What to produce:
Nothing should differ between your output and the entries below.

Collected data:
☆ ☆ ☆ ☆

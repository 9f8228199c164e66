//! Error types for cstyle
//!
//! Configuration and rule-selection problems are fatal and surface before
//! any file is processed. Per-file problems (unreadable bytes, malformed
//! constructs) never become errors here: the engine records them as notes
//! and keeps going.

use std::path::PathBuf;

/// Configuration-related errors
#[derive(Debug, thiserror::Error)]
pub enum ConfigError {
    /// Configuration file could not be read
    #[error("I/O error: {0}")]
    Io(#[from] std::io::Error),

    /// Invalid TOML syntax or shape
    #[error("Invalid configuration syntax: {0}")]
    Parse(#[from] toml::de::Error),

    /// Configuration parsed but failed validation
    #[error("Invalid configuration: {0}")]
    Validation(String),

    /// One or more input roots do not exist
    #[error("Input path(s) not found: {}", display_paths(.paths))]
    MissingInput { paths: Vec<PathBuf> },
}

fn display_paths(paths: &[PathBuf]) -> String {
    paths
        .iter()
        .map(|p| p.display().to_string())
        .collect::<Vec<_>>()
        .join(", ")
}

/// Rule-related errors
#[derive(Debug, thiserror::Error)]
pub enum RuleError {
    /// Requested rule identifiers that the registry does not know
    #[error("Unknown rule ID(s): {}. Available rules: {}", .ids.join(", "), .available.join(", "))]
    Unknown {
        ids: Vec<String>,
        available: Vec<String>,
    },

    /// Invalid built-in rule definition
    #[error("Invalid rule definition: {0}")]
    InvalidDefinition(String),

    /// Invalid regex pattern in a rule definition
    #[error("Invalid regex pattern: {0}")]
    InvalidRegex(String),
}

/// Top-level error type for cstyle
#[derive(Debug, thiserror::Error)]
pub enum StyleError {
    /// Configuration error
    #[error("Configuration error: {0}")]
    Config(#[from] ConfigError),

    /// Rule error
    #[error("Rule error: {0}")]
    Rule(#[from] RuleError),

    /// Source file is not valid UTF-8
    #[error("Encoding error in {}", .file.display())]
    Encoding { file: PathBuf },

    /// I/O error
    #[error("I/O error: {0}")]
    Io(#[from] std::io::Error),
}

☆ ☆ ☆ ☆

Written solution:
repository 9f8228199c164e66
//! Error types for cstyle
//!
//! Configuration and rule-selection problems are fatal and surface before
//! any file is processed. Per-file problems (unreadable bytes, malformed
//! constructs) never become errors here: the engine records them as notes
//! and keeps going.

use std::path::PathBuf;

/// Configuration-related errors
#[derive(Debug, thiserror::Error)]
pub enum ConfigError {
    /// Configuration file could not be read
    #[error("I/O error: {0}")]
    Io(#[from] std::io::Error),

    /// Invalid TOML syntax or shape
    #[error("Invalid configuration syntax: {0}")]
    Parse(#[from] toml::de::Error),

    /// Configuration parsed but failed validation
    #[error("Invalid configuration: {0}")]
    Validation(String),

    /// One or more input roots do not exist
    #[error("Input path(s) not found: {}", display_paths(.paths))]
    MissingInput { paths: Vec<PathBuf> },
}

fn display_paths(paths: &[PathBuf]) -> String {
    paths
        .iter()
        .map(|p| p.display().to_string())
        .collect::<Vec<_>>()
        .join(", ")
}

/// Rule-related errors
#[derive(Debug, thiserror::Error)]
pub enum RuleError {
    /// Requested rule identifiers that the registry does not know
    #[error("Unknown rule ID(s): {}. Available rules: {}", .ids.join(", "), .available.join(", "))]
    Unknown {
        ids: Vec<String>,
        available: Vec<String>,
    },

    /// Invalid built-in rule definition
    #[error("Invalid rule definition: {0}")]
    InvalidDefinition(String),

    /// Invalid regex pattern in a rule definition
    #[error("Invalid regex pattern: {0}")]
    InvalidRegex(String),
}

/// Top-level error type for cstyle
#[derive(Debug, thiserror::Error)]
pub enum StyleError {
    /// Configuration error
    #[error("Configuration error: {0}")]
    Config(#[from] ConfigError),

    /// Rule error
    #[error("Rule error: {0}")]
    Rule(#[from] RuleError),

    /// Source file is not valid UTF-8
    #[error("Encoding error in {}", .file.display())]
    Encoding { file: PathBuf },

    /// I/O error
    #[error("I/O error: {0}")]
    Io(#[from] std::io::Error),
}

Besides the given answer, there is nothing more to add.